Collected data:
================================

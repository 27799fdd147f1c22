//! The cart state container.
//!
//! `CartStore` owns the one mutable cart. Every operation either commits a
//! new cart (persisted first, then swapped in) or leaves the current one
//! untouched and raises exactly one notice. Operations take `&mut self`, so
//! they run one at a time even though they suspend on the stock service.

use std::sync::Arc;

use serde::{Deserialize, Serialize};
use thiserror::Error;

use storefront_cart::Cart;
use storefront_core::{DomainError, ProductId};

use crate::notifier::{CartNotice, Notifier};
use crate::stock::{StockService, StockServiceError};
use crate::storage::{CartStorage, StorageError};

/// Arguments for [`CartStore::update_product_amount`].
#[derive(Debug, Copy, Clone, PartialEq, Eq, Serialize, Deserialize)]
pub struct UpdateProductAmount {
    pub product_id: ProductId,
    pub amount: i64,
}

/// The three cart mutations, used to pick the failure notice.
#[derive(Debug, Copy, Clone, PartialEq, Eq)]
pub enum CartOperation {
    Add,
    Remove,
    Update,
}

impl CartOperation {
    pub fn as_str(&self) -> &'static str {
        match self {
            CartOperation::Add => "add",
            CartOperation::Remove => "remove",
            CartOperation::Update => "update",
        }
    }

    fn failure_notice(&self) -> CartNotice {
        match self {
            CartOperation::Add => CartNotice::AddFailed,
            CartOperation::Remove => CartNotice::RemoveFailed,
            CartOperation::Update => CartNotice::UpdateFailed,
        }
    }
}

#[derive(Debug, Error)]
pub enum CartError {
    #[error("requested {requested} of product {product_id}, only {available} in stock")]
    StockExceeded {
        product_id: ProductId,
        requested: i64,
        available: i64,
    },
    #[error("product {0} is not in the cart")]
    NotInCart(ProductId),
    #[error("stock service failed: {0}")]
    Service(#[from] StockServiceError),
    #[error("failed to persist cart: {0}")]
    Storage(#[from] StorageError),
    #[error("failed to encode cart: {0}")]
    Encode(#[from] serde_json::Error),
    #[error(transparent)]
    Domain(#[from] DomainError),
}

impl CartError {
    /// Notice shown to the user when `operation` fails with this error.
    pub fn notice(&self, operation: CartOperation) -> CartNotice {
        match self {
            CartError::StockExceeded { .. } => CartNotice::StockExceeded,
            _ => operation.failure_notice(),
        }
    }
}

pub struct CartStore {
    cart: Cart,
    key: String,
    storage: Arc<dyn CartStorage>,
    stock: Arc<dyn StockService>,
    notifier: Arc<dyn Notifier>,
}

impl core::fmt::Debug for CartStore {
    fn fmt(&self, f: &mut core::fmt::Formatter<'_>) -> core::fmt::Result {
        f.debug_struct("CartStore")
            .field("key", &self.key)
            .field("cart", &self.cart)
            .finish_non_exhaustive()
    }
}

impl CartStore {
    /// Load the persisted cart under `key` and build the store around it.
    ///
    /// Missing data starts an empty cart. Unreadable or malformed data also
    /// starts an empty cart, with a warning; nothing is written here.
    pub async fn load(
        key: impl Into<String>,
        storage: Arc<dyn CartStorage>,
        stock: Arc<dyn StockService>,
        notifier: Arc<dyn Notifier>,
    ) -> Self {
        let key = key.into();
        let cart = restore_cart(storage.as_ref(), &key).await;

        tracing::info!("cart loaded from '{}' with {} line(s)", key, cart.len());

        Self {
            cart,
            key,
            storage,
            stock,
            notifier,
        }
    }

    /// Current cart snapshot.
    pub fn cart(&self) -> &Cart {
        &self.cart
    }

    pub fn storage_key(&self) -> &str {
        &self.key
    }

    /// Add one unit of `product_id`. Returns whether the cart changed.
    pub async fn add_product(&mut self, product_id: ProductId) -> bool {
        let result = self.try_add_product(product_id).await;
        self.settle(CartOperation::Add, product_id, result)
    }

    /// Drop the line for `product_id`. Returns whether the cart changed.
    pub async fn remove_product(&mut self, product_id: ProductId) -> bool {
        let result = self.try_remove_product(product_id).await;
        self.settle(CartOperation::Remove, product_id, result)
    }

    /// Set the quantity of an existing line. Returns whether the cart changed.
    ///
    /// Non-positive amounts are ignored without a notice.
    pub async fn update_product_amount(&mut self, update: UpdateProductAmount) -> bool {
        let result = self.try_update_product_amount(update).await;
        self.settle(CartOperation::Update, update.product_id, result)
    }

    /// Fallible form of [`add_product`](Self::add_product); raises no notice.
    pub async fn try_add_product(&mut self, product_id: ProductId) -> Result<bool, CartError> {
        let stock = self.stock.get_stock(product_id).await?;

        // A line already at i64::MAX cannot grow; no stock covers that.
        let Some(requested) = self.cart.amount_of(product_id).checked_add(1) else {
            return Err(CartError::StockExceeded {
                product_id,
                requested: i64::MAX,
                available: stock.amount,
            });
        };
        if !stock.covers(requested) {
            return Err(CartError::StockExceeded {
                product_id,
                requested,
                available: stock.amount,
            });
        }

        let next = if self.cart.contains(product_id) {
            self.cart.with_amount(product_id, requested)?
        } else {
            let product = self.stock.get_product(product_id).await?;
            if product.id != product_id {
                return Err(StockServiceError::Mismatch {
                    requested: product_id,
                    returned: product.id,
                }
                .into());
            }
            self.cart.with_added(product.with_amount(requested))?
        };

        self.commit(next).await
    }

    /// Fallible form of [`remove_product`](Self::remove_product); raises no notice.
    pub async fn try_remove_product(&mut self, product_id: ProductId) -> Result<bool, CartError> {
        let next = self
            .cart
            .without(product_id)
            .map_err(|err| not_in_cart(err, product_id))?;

        self.commit(next).await
    }

    /// Fallible form of [`update_product_amount`](Self::update_product_amount);
    /// raises no notice.
    pub async fn try_update_product_amount(
        &mut self,
        update: UpdateProductAmount,
    ) -> Result<bool, CartError> {
        let UpdateProductAmount { product_id, amount } = update;
        if amount <= 0 {
            tracing::debug!("ignoring update of product {} to {}", product_id, amount);
            return Ok(false);
        }

        let stock = self.stock.get_stock(product_id).await?;
        if !stock.covers(amount) {
            return Err(CartError::StockExceeded {
                product_id,
                requested: amount,
                available: stock.amount,
            });
        }

        let next = self
            .cart
            .with_amount(product_id, amount)
            .map_err(|err| not_in_cart(err, product_id))?;

        self.commit(next).await
    }

    /// Persist `next` and make it current. Unchanged carts are not written.
    async fn commit(&mut self, next: Cart) -> Result<bool, CartError> {
        if next == self.cart {
            return Ok(false);
        }

        let payload = serde_json::to_string(&next)?;
        self.storage.set(&self.key, &payload).await?;
        self.cart = next;
        Ok(true)
    }

    fn settle(
        &self,
        operation: CartOperation,
        product_id: ProductId,
        result: Result<bool, CartError>,
    ) -> bool {
        match result {
            Ok(true) => {
                tracing::info!(
                    "cart {} of product {} committed ({} line(s), {} item(s))",
                    operation.as_str(),
                    product_id,
                    self.cart.len(),
                    self.cart.total_items()
                );
                true
            }
            Ok(false) => false,
            Err(err) => {
                match &err {
                    CartError::StockExceeded { .. } | CartError::NotInCart(_) => {
                        tracing::warn!("cart {} of product {} rejected: {}", operation.as_str(), product_id, err);
                    }
                    _ => {
                        tracing::error!("cart {} of product {} failed: {}", operation.as_str(), product_id, err);
                    }
                }
                self.notifier.notify(err.notice(operation));
                false
            }
        }
    }
}

fn not_in_cart(err: DomainError, product_id: ProductId) -> CartError {
    match err {
        DomainError::NotFound => CartError::NotInCart(product_id),
        other => CartError::Domain(other),
    }
}

async fn restore_cart(storage: &dyn CartStorage, key: &str) -> Cart {
    let raw = match storage.get(key).await {
        Ok(Some(raw)) => raw,
        Ok(None) => return Cart::new(),
        Err(err) => {
            tracing::warn!("failed to read cart from '{}', starting empty: {}", key, err);
            return Cart::new();
        }
    };

    match serde_json::from_str::<Cart>(&raw) {
        Ok(cart) => cart,
        Err(err) => {
            tracing::warn!("discarding malformed cart stored under '{}': {}", key, err);
            Cart::new()
        }
    }
}
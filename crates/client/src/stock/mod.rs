//! Remote stock and product lookups.
//!
//! The stock API is the authority on availability. The cart only reads from
//! it: current stock before any quantity goes up, and product metadata when a
//! new line is added.

pub mod http;
pub mod memory;

use async_trait::async_trait;
use thiserror::Error;

use storefront_cart::{Product, Stock};
use storefront_core::ProductId;

pub use http::HttpStockService;
pub use memory::InMemoryStockService;

#[derive(Debug, Clone, Error, PartialEq, Eq)]
pub enum StockServiceError {
    #[error("product {0} not found")]
    NotFound(ProductId),
    #[error("network error: {0}")]
    Network(String),
    #[error("API error ({0}): {1}")]
    Api(u16, String),
    #[error("parse error: {0}")]
    Parse(String),
    #[error("service returned product {returned} when {requested} was requested")]
    Mismatch {
        requested: ProductId,
        returned: ProductId,
    },
}

/// Read access to stock levels and product metadata.
#[async_trait]
pub trait StockService: Send + Sync {
    /// Units currently available for `id`.
    async fn get_stock(&self, id: ProductId) -> Result<Stock, StockServiceError>;

    /// Catalog record for `id`. The returned `amount` carries no meaning.
    async fn get_product(&self, id: ProductId) -> Result<Product, StockServiceError>;
}
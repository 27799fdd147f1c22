//! `storefront-core` — domain foundation building blocks.
//!
//! This crate contains **pure domain** primitives (no infrastructure concerns).

pub mod entity;
pub mod error;
pub mod id;

pub use entity::Entity;
pub use error::{DomainError, DomainResult};
pub use id::ProductId;
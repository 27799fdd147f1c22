//! Tracing/logging initialization.

use tracing_subscriber::EnvFilter;

/// Filter applied when `RUST_LOG` is unset or unparsable.
pub const DEFAULT_FILTER: &str = "info";

/// Initialize tracing/logging for the process.
///
/// Logs go to stderr so stdout stays free for command output.
/// Safe to call multiple times (subsequent calls are no-ops).
pub fn init() {
    init_with_default(DEFAULT_FILTER);
}

/// Same as [`init`], with a caller-chosen fallback filter.
pub fn init_with_default(default_filter: &str) {
    let filter = EnvFilter::try_from_default_env()
        .unwrap_or_else(|_| EnvFilter::new(default_filter));

    // JSON logs + timestamps, configurable via RUST_LOG.
    let installed = tracing_subscriber::fmt()
        .with_env_filter(filter)
        .json()
        .with_timer(tracing_subscriber::fmt::time::SystemTime)
        .with_target(false)
        .with_writer(std::io::stderr)
        .try_init()
        .is_ok();

    if installed {
        ::tracing::debug!("tracing subscriber installed");
    }
}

================================

What you are asked to do:
Select and copy every line from the records that includes the word "quantity".

Response area:
    /// Set the quantity of an existing line. Returns whether the cart changed.
//! it: current stock before any quantity goes up, and product metadata when a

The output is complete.